Singer-songwriter speaks out against music used in torture
By Andy Worthington
Singer-songwriter David Gray has taken a brave stand by complaining about the use of his music as torture by the US military in “War on Terror” prisons in Guantánamo, in Iraq, and in secret prisons run by the CIA.
On BBC Radio 4’s The World Tonight, singer-songwriter David Gray spoke out against the use of music as torture by the US military.
Gray’s chart-topping song Babylon, played repeatedly at ear-piercing volume, is one of dozens of songs, by artists including Eminem, Bruce Springsteen, Rage Against the Machine and Britney Spears, that has been used by the US military as part of a package of “enhanced interrogation techniques,” intended to “break” prisoners held without charge or trial in the “War on Terror” — in Guantánamo, in Iraq, and in secret prisons run by the CIA.
As the Guardian recently explained, the use of Babylon first came to light “after Haj Ali, the hooded man in the notorious Abu Ghraib photographs, told of being stripped, handcuffed and forced to listen to a looped sample of Babylon, at a volume so high he feared that his head would burst.”
Complaining that the only part of the torture music story that gets noticed is its “novelty aspect” — which he compared to “Guantánamo[‘s] Greatest Hits” — Gray delivered a powerful indictment of the misappropriation of his and other artists’ music.
“What we’re talking about here is people in a darkened room, physically inhibited by handcuffs, bags over their heads and music blaring at them for 24 hours a day, seven days a week,” he told the BBC. “That is torture.

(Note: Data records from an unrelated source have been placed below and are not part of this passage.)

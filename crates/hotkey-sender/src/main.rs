//! hotkey-send — command-line front end for the injection engine.
//!
//! # Usage
//!
//! ```text
//! hotkey-send [OPTIONS] <COMMAND>
//!
//! Commands:
//!   press <KEY>           Press and release a hot key (enter, f10, num5, ...)
//!   hold <MODIFIER>       Push ctrl or alt down and leave it down
//!   release <MODIFIER>    Let ctrl or alt up
//!   run <ACTION>...       Execute catalog actions in order (pressEnter holdAlt ...)
//!   list [--json]         Print the action catalog
//!   config-path           Print the config file location
//!   init-config [--force] Write a default config file
//!
//! Options:
//!   --config <PATH>       Config file [env: HOTKEY_SEND_CONFIG]
//!   --backend <BACKEND>   native | recording (overrides config)
//!   --delay-ms <MS>       Pause between `run` actions (overrides config)
//! ```
//!
//! The process exits non-zero when the OS accepts fewer events than an
//! action requires.  With the `recording` backend nothing reaches the OS;
//! the events that would have been sent are printed instead.

use std::path::{Path, PathBuf};
use std::sync::Arc;
use std::time::Duration;

use anyhow::{bail, Context};
use clap::{Parser, Subcommand};
use serde::Serialize;
use tracing::{error, info};
use tracing_subscriber::EnvFilter;

use hotkey_core::{ActionBinding, HotKey, KeyAction, KeyCatalog, Modifier};
use hotkey_sender::application::hotkey_state::{GameEvent, HotKeyStateMachine};
use hotkey_sender::application::inject_keys::{InjectionEngine, InputInjector};
use hotkey_sender::infrastructure::input_injection::build_injector;
use hotkey_sender::infrastructure::input_injection::recording::RecordingInjector;
use hotkey_sender::infrastructure::storage::config::{
    config_file_path, load_config_from, save_config_to, AppConfig, Backend,
};

// ── CLI argument definitions ──────────────────────────────────────────────────

/// Injects hot-key presses and modifier holds as scan-code keyboard input.
#[derive(Debug, Parser)]
#[command(name = "hotkey-send", version)]
struct Cli {
    /// Config file to use instead of the platform default.
    #[arg(long, global = true, env = "HOTKEY_SEND_CONFIG")]
    config: Option<PathBuf>,

    /// Injection backend; overrides `[injection] backend`.
    #[arg(long, global = true)]
    backend: Option<Backend>,

    /// Milliseconds to wait between `run` actions; overrides
    /// `[injection] action_delay_ms`.
    #[arg(long, global = true)]
    delay_ms: Option<u64>,

    #[command(subcommand)]
    command: Command,
}

#[derive(Debug, Subcommand)]
enum Command {
    /// Press and release a hot key.
    Press { key: HotKey },
    /// Push a modifier down and leave it down.
    Hold { modifier: Modifier },
    /// Let a modifier up.
    Release { modifier: Modifier },
    /// Execute catalog actions in order.
    Run {
        #[arg(required = true)]
        actions: Vec<KeyAction>,
        /// Start the hot-key state machine inside a game.
        #[arg(long)]
        in_game: bool,
    },
    /// Print the action catalog.
    List {
        #[arg(long)]
        json: bool,
    },
    /// Print the config file location.
    ConfigPath,
    /// Write a default config file.
    InitConfig {
        /// Overwrite an existing file.
        #[arg(long)]
        force: bool,
    },
}

impl Cli {
    fn config_path(&self) -> anyhow::Result<PathBuf> {
        match &self.config {
            Some(path) => Ok(path.clone()),
            None => config_file_path().context("no --config given and no platform config dir"),
        }
    }

    fn backend(&self, config: &AppConfig) -> Backend {
        self.backend.unwrap_or(config.injection.backend)
    }

    fn action_delay(&self, config: &AppConfig) -> Duration {
        Duration::from_millis(self.delay_ms.unwrap_or(config.injection.action_delay_ms))
    }

    /// The actions this invocation executes, empty for non-injecting commands.
    fn actions(&self) -> Vec<KeyAction> {
        match &self.command {
            Command::Press { key } => vec![KeyAction::Press(*key)],
            Command::Hold { modifier } => vec![KeyAction::Hold(*modifier)],
            Command::Release { modifier } => vec![KeyAction::Release(*modifier)],
            Command::Run { actions, .. } => actions.clone(),
            Command::List { .. } | Command::ConfigPath | Command::InitConfig { .. } => Vec::new(),
        }
    }
}

/// One row of `list --json`.
#[derive(Serialize)]
struct CatalogRow {
    name: &'static str,
    vk: u16,
    #[serde(flatten)]
    binding: ActionBinding,
}

// ── Entry point ───────────────────────────────────────────────────────────────

fn main() -> anyhow::Result<()> {
    let cli = Cli::parse();
    let catalog = Arc::new(KeyCatalog::standard());

    match &cli.command {
        Command::List { json } => {
            init_tracing("info");
            print_catalog(&catalog, *json)
        }
        Command::ConfigPath => {
            init_tracing("info");
            println!("{}", cli.config_path()?.display());
            Ok(())
        }
        Command::InitConfig { force } => {
            init_tracing("info");
            let path = cli.config_path()?;
            init_config(&path, *force)?;
            println!("wrote {}", path.display());
            Ok(())
        }
        Command::Press { .. }
        | Command::Hold { .. }
        | Command::Release { .. }
        | Command::Run { .. } => {
            let config_path = cli.config_path()?;
            let config = load_config_from(&config_path)
                .with_context(|| format!("loading {}", config_path.display()))?;
            init_tracing(&config.general.log_level);

            let in_game = matches!(cli.command, Command::Run { in_game: true, .. });
            inject(&cli, &config, catalog, in_game)
        }
    }
}

/// Logs go to stderr so `list --json` output stays machine-readable.
fn init_tracing(default_level: &str) {
    tracing_subscriber::fmt()
        .with_writer(std::io::stderr)
        .with_env_filter(
            EnvFilter::try_from_default_env().unwrap_or_else(|_| EnvFilter::new(default_level)),
        )
        .init();
}

/// Writes a default config to `path`.  The existing file is never read, so a
/// malformed one can be replaced with `--force`.
fn init_config(path: &Path, force: bool) -> anyhow::Result<()> {
    if path.exists() && !force {
        bail!("{} already exists (use --force to overwrite)", path.display());
    }
    save_config_to(&AppConfig::default(), path)?;
    Ok(())
}

fn inject(
    cli: &Cli,
    config: &AppConfig,
    catalog: Arc<KeyCatalog>,
    in_game: bool,
) -> anyhow::Result<()> {
    let backend = cli.backend(config);

    let recorder = (backend == Backend::Recording).then(|| Arc::new(RecordingInjector::new()));
    let injector: Arc<dyn InputInjector> = match &recorder {
        Some(recorder) => Arc::clone(recorder) as Arc<dyn InputInjector>,
        None => build_injector(backend)?,
    };
    let engine = InjectionEngine::new(catalog, injector);

    let mut hotkeys = HotKeyStateMachine::new();
    if in_game {
        hotkeys.handle(GameEvent::EnterGame);
    }

    let result = run_actions(&engine, &cli.actions(), cli.action_delay(config), &mut hotkeys);
    info!(
        %backend,
        state = ?hotkeys.state(),
        keys_activated = hotkeys.keys_activated(),
        "done"
    );

    if let Some(recorder) = recorder {
        for event in recorder.events() {
            println!("{event}");
        }
    }
    result
}

/// Executes `actions` in order, feeding every fully accepted one to `hotkeys`.
///
/// Keeps going after a rejected action.
///
/// # Errors
///
/// Returns an error if any action was not fully accepted by the OS.
fn run_actions(
    engine: &InjectionEngine,
    actions: &[KeyAction],
    delay: Duration,
    hotkeys: &mut HotKeyStateMachine,
) -> anyhow::Result<()> {
    let mut failed = 0usize;
    for (i, action) in actions.iter().copied().enumerate() {
        if i > 0 && !delay.is_zero() {
            std::thread::sleep(delay);
        }
        match engine.execute(action) {
            Ok(()) => {
                if let Some(event) = GameEvent::from_action(action) {
                    hotkeys.handle(event);
                }
            }
            Err(e) => {
                error!(%action, "{e}");
                failed += 1;
            }
        }
    }
    info!(actions = actions.len(), failed, "actions executed");

    if failed > 0 {
        bail!("{failed} of {} actions were not fully accepted by the OS", actions.len());
    }
    Ok(())
}

fn print_catalog(catalog: &KeyCatalog, json: bool) -> anyhow::Result<()> {
    if json {
        let rows: Vec<CatalogRow> = catalog
            .entries()
            .map(|(action, binding)| CatalogRow {
                name: action.name(),
                vk: binding.key.vk(),
                binding,
            })
            .collect();
        println!("{}", serde_json::to_string_pretty(&rows)?);
    } else {
        for (action, binding) in catalog.entries() {
            let key = binding.key.to_string();
            println!("{:<16} {key:<20} {}", action.name(), binding.class);
        }
    }
    Ok(())
}

// ── Tests ─────────────────────────────────────────────────────────────────────

#[cfg(test)]
mod tests {
    use super::*;
    use hotkey_sender::application::hotkey_state::HotKeyState;
    use hotkey_sender::infrastructure::input_injection::recording::Acceptance;

    #[test]
    fn test_cli_press_parses_key_name() {
        // Arrange / Act
        let cli = Cli::parse_from(["hotkey-send", "press", "enter"]);

        // Assert
        assert_eq!(cli.actions(), vec![KeyAction::Press(HotKey::Enter)]);
    }

    #[test]
    fn test_cli_hold_and_release_parse_modifier_aliases() {
        let hold = Cli::parse_from(["hotkey-send", "hold", "ctrl"]);
        let release = Cli::parse_from(["hotkey-send", "release", "Alt"]);
        assert_eq!(hold.actions(), vec![KeyAction::Hold(Modifier::Control)]);
        assert_eq!(release.actions(), vec![KeyAction::Release(Modifier::Alt)]);
    }

    #[test]
    fn test_cli_run_keeps_action_order() {
        let cli = Cli::parse_from(["hotkey-send", "run", "holdAlt", "pressF1", "releaseAlt"]);
        assert_eq!(
            cli.actions(),
            vec![
                KeyAction::Hold(Modifier::Alt),
                KeyAction::Press(HotKey::F1),
                KeyAction::Release(Modifier::Alt),
            ]
        );
    }

    #[test]
    fn test_cli_run_rejects_unknown_action() {
        let result = Cli::try_parse_from(["hotkey-send", "run", "pressF11"]);
        assert!(result.is_err());
    }

    #[test]
    fn test_cli_run_requires_an_action() {
        assert!(Cli::try_parse_from(["hotkey-send", "run"]).is_err());
    }

    #[test]
    fn test_cli_backend_overrides_config() {
        // Arrange
        let mut config = AppConfig::default();
        config.injection.backend = Backend::Native;
        let cli = Cli::parse_from(["hotkey-send", "--backend", "recording", "press", "f10"]);

        // Act / Assert
        assert_eq!(cli.backend(&config), Backend::Recording);
    }

    #[test]
    fn test_cli_without_overrides_uses_config() {
        let mut config = AppConfig::default();
        config.injection.action_delay_ms = 40;
        let cli = Cli::parse_from(["hotkey-send", "list"]);
        assert_eq!(cli.backend(&config), config.injection.backend);
        assert_eq!(cli.action_delay(&config), Duration::from_millis(40));
        assert!(cli.actions().is_empty());
    }

    #[test]
    fn test_cli_delay_override() {
        let cli = Cli::parse_from(["hotkey-send", "run", "pressEnter", "--delay-ms", "15"]);
        assert_eq!(cli.action_delay(&AppConfig::default()), Duration::from_millis(15));
    }

    #[test]
    fn test_cli_explicit_config_path_wins() {
        let cli = Cli::parse_from(["hotkey-send", "--config", "/tmp/hk.toml", "config-path"]);
        assert_eq!(cli.config_path().unwrap(), PathBuf::from("/tmp/hk.toml"));
    }

    #[test]
    fn test_inject_with_recording_backend_succeeds() {
        let cli = Cli::parse_from([
            "hotkey-send",
            "--backend",
            "recording",
            "run",
            "holdCtrl",
            "pressNum1",
            "releaseCtrl",
        ]);
        let catalog = Arc::new(KeyCatalog::standard());
        let result = inject(&cli, &AppConfig::default(), catalog, false);
        assert!(result.is_ok());
    }

    // ── Exit status ───────────────────────────────────────────────────────────

    fn make_engine(injector: RecordingInjector) -> InjectionEngine {
        InjectionEngine::new(Arc::new(KeyCatalog::standard()), Arc::new(injector))
    }

    #[test]
    fn test_run_actions_fails_when_os_rejects_and_skips_state_machine() {
        // Arrange
        let engine = make_engine(RecordingInjector::with_acceptance(Acceptance::RejectAll));
        let mut hotkeys = HotKeyStateMachine::new();
        hotkeys.handle(GameEvent::EnterGame);

        // Act
        let actions = [KeyAction::Press(HotKey::Enter)];
        let result = run_actions(&engine, &actions, Duration::ZERO, &mut hotkeys);

        // Assert
        assert!(result.is_err(), "a rejected action must fail the run");
        assert_eq!(hotkeys.state(), HotKeyState::InGame, "rejected Enter must not open chat");
    }

    #[test]
    fn test_run_actions_continues_after_a_partial_rejection() {
        // Arrange: the Enter press gets 1 of 2 events through, F10 none
        let engine = make_engine(RecordingInjector::with_acceptance(Acceptance::AcceptFirst(1)));
        let mut hotkeys = HotKeyStateMachine::new();

        // Act
        let actions = [KeyAction::Press(HotKey::Enter), KeyAction::Press(HotKey::F10)];
        let result = run_actions(&engine, &actions, Duration::ZERO, &mut hotkeys);

        // Assert
        let message = result.expect_err("partial acceptance is a failure").to_string();
        assert!(message.starts_with("2 of 2 actions"), "got {message:?}");
    }

    #[test]
    fn test_run_actions_feeds_accepted_actions_to_state_machine() {
        let engine = make_engine(RecordingInjector::new());
        let mut hotkeys = HotKeyStateMachine::new();
        hotkeys.handle(GameEvent::EnterGame);

        let actions = [KeyAction::Press(HotKey::F10)];
        run_actions(&engine, &actions, Duration::ZERO, &mut hotkeys).expect("accepted");

        assert_eq!(hotkeys.state(), HotKeyState::Menu);
        assert!(!hotkeys.keys_activated());
    }

    // ── init-config ───────────────────────────────────────────────────────────

    fn temp_config_path(tag: &str) -> PathBuf {
        std::env::temp_dir()
            .join(format!("hotkey_send_cli_{}_{tag}", std::process::id()))
            .join("config.toml")
    }

    #[test]
    fn test_init_config_force_replaces_malformed_file() {
        // Arrange
        let path = temp_config_path("malformed");
        std::fs::create_dir_all(path.parent().unwrap()).unwrap();
        std::fs::write(&path, "[[[ broken").unwrap();

        // Act
        init_config(&path, true).expect("force overwrites without parsing");

        // Assert
        let loaded = load_config_from(&path).expect("rewritten file parses");
        assert_eq!(loaded, AppConfig::default());

        // Cleanup
        std::fs::remove_dir_all(path.parent().unwrap()).ok();
    }

    #[test]
    fn test_init_config_without_force_keeps_existing_file() {
        // Arrange
        let path = temp_config_path("existing");
        std::fs::create_dir_all(path.parent().unwrap()).unwrap();
        std::fs::write(&path, "[[[ broken").unwrap();

        // Act
        let result = init_config(&path, false);

        // Assert
        assert!(result.is_err());
        assert_eq!(std::fs::read_to_string(&path).unwrap(), "[[[ broken");

        // Cleanup
        std::fs::remove_dir_all(path.parent().unwrap()).ok();
    }
}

That is nothing but torture. It doesn’t matter what the music is — it could be Tchaikovsky’s finest or it could be Barney the Dinosaur. It really doesn’t matter, it’s going to drive you completely nuts.” He added, “No-one wants to even think about it or discuss the fact that we’ve gone above and beyond all legal process and we’re torturing people.”
This is the second time that Gray has spoken out about the use of music as torture. Two weeks ago, he explained, “The moral niceties of whether they’re using my song or not are totally irrelevant. We are thinking below the level of the people we’re supposed to oppose, and it goes against our entire history and everything we claim to represent. It’s disgusting, really. Anything that draws attention to the scale of the horror and how low we’ve sunk is a good thing.”
Reprieve, the legal action charity that represents over 30 prisoners at Guantánamo, recently launched an initiative, Pull the Plug on Torture Music, encouraging artists to sign up to prevent the use of their music as part of the US military’s torture techniques, to insert a clause in their contracts preventing the misuse of their music, and, in general, to raise awareness of the issue by spreading the word and playing anti-torture gigs.
Others who have signed up for Reprieve’s initiative include Massive Attack (who recently hosted a series of Reprieve events at their Meltdown festival at London’s Southbank Centre), Alabama 3, Elbow, the Magic Numbers, Seize the Day, and Tom Morello of Rage Against the Machine, who told Spin magazine in 2006, “The fact that our music has been co-opted in this barbaric way is really disgusting. If you’re at all familiar with ideological teachings of the band and its support for human rights, that’s really hard to stand.”
Whether you like David Gray’s music or not should be irrelevant. He understands what’s really going on with the use of music as torture, and he’s been brave enough to raise his head above the parapet, which is not something that musicians are always prepared to do.
Andy is the author of “The Guantánamo Files: The Stories of the 774 Detainees in America’s Illegal Prison” (published by Pluto Press/the University of Michigan Press).
Source. / DC Indymedia / Posted July 3, 2008
The Rag Blog
In torture rooms of the Chilean and Argentinean military dictatorships of the 70s, loud dance music of the time was played to help drown out the screams of the victims, stuff like Parliament-Funkadelic, KC and the Sunshine Band, Ohio Players, etc. I don’t recall reading that it was considered part of the torture, but I always thought that those who survived would be reminded of their tortures every time they heard top-40 radio. Of course, many of the Latin American torturers of that time were trained by Americans, so the use of inescapably popular music may have been part of a deliberate strategy of ongoing psychological destruction.